* TASK INSTRUCTIONS
List all lines of the data containing the word "Body".
#####
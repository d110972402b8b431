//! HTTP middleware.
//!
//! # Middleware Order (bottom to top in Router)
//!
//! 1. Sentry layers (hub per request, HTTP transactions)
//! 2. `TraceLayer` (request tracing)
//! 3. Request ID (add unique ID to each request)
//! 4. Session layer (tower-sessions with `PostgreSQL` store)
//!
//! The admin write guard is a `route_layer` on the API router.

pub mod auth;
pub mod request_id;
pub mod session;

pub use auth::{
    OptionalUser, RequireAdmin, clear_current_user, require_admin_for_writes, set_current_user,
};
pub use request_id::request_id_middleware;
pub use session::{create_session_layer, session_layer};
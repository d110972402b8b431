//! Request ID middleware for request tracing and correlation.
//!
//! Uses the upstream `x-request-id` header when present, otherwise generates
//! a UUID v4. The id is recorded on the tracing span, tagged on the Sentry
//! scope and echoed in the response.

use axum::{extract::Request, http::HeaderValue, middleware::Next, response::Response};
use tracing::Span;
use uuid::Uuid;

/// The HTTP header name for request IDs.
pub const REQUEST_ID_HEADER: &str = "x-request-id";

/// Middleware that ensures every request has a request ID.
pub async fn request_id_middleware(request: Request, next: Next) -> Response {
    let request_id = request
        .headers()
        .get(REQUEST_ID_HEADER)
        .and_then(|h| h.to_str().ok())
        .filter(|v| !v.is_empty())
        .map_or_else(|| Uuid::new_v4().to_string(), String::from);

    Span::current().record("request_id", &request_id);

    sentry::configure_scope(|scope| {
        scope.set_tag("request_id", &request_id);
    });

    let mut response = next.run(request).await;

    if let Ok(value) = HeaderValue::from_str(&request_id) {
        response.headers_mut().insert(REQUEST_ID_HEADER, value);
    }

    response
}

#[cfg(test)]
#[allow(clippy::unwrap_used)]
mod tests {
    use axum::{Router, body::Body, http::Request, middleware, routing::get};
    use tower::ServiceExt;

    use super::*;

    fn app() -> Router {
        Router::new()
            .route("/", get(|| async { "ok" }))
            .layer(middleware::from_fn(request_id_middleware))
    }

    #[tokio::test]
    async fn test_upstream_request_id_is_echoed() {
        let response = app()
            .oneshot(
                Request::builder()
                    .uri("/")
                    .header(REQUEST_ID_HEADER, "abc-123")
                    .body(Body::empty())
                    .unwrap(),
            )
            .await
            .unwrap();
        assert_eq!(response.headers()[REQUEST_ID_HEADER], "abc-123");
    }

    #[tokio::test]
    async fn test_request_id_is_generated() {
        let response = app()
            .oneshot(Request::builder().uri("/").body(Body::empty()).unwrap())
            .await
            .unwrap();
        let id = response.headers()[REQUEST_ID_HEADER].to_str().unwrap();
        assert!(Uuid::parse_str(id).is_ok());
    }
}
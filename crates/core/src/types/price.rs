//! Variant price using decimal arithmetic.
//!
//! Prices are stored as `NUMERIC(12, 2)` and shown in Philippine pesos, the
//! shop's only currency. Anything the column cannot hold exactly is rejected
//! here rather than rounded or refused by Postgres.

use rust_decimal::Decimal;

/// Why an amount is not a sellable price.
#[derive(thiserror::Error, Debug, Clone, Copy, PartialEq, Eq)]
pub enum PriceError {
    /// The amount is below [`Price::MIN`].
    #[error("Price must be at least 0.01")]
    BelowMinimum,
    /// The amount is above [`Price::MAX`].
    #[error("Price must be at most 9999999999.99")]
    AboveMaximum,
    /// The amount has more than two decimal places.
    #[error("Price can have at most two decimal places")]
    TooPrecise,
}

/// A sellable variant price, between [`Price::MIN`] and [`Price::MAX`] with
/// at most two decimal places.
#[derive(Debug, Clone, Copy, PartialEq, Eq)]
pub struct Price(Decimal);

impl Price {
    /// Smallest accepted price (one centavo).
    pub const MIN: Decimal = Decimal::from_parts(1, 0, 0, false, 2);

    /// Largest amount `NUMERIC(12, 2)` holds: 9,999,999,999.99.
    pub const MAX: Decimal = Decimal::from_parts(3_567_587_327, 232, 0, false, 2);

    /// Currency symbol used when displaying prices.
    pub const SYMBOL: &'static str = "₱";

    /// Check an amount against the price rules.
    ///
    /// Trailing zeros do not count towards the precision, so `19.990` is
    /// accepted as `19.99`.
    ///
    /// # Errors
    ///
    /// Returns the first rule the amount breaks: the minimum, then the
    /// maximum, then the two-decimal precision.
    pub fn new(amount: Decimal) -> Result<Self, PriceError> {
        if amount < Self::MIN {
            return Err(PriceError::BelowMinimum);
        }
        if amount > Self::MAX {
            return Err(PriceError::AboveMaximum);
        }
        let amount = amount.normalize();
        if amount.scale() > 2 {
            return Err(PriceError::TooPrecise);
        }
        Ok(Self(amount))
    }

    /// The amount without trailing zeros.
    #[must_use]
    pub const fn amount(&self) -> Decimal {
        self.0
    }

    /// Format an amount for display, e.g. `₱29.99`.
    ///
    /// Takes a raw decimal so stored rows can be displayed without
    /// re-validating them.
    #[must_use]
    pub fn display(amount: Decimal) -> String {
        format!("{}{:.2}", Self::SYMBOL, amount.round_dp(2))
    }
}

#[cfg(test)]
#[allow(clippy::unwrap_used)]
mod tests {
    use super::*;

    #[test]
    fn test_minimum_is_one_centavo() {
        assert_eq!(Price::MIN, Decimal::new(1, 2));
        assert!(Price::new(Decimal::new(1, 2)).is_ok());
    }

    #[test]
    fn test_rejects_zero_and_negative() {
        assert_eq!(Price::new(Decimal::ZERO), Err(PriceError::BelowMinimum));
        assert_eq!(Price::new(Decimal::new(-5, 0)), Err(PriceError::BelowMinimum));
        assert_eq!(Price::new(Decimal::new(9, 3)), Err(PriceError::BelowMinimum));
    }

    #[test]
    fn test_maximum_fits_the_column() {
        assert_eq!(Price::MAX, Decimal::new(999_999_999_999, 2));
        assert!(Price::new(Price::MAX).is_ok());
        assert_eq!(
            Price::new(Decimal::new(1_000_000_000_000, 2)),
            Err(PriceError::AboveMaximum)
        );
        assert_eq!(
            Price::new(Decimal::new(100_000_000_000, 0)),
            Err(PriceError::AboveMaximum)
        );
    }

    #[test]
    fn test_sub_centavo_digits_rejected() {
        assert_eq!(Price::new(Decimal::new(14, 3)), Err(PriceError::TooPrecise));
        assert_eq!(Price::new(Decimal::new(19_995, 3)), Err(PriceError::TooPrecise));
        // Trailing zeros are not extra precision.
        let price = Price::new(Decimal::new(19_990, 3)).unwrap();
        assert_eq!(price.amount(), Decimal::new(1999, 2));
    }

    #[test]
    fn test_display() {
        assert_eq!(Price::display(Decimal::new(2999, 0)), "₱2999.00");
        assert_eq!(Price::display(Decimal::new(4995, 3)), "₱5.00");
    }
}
#####
* TASK OUTPUT
    use axum::{Router, body::Body, http::Request, middleware, routing::get};
                    .body(Body::empty())
            .oneshot(Request::builder().uri("/").body(Body::empty()).unwrap())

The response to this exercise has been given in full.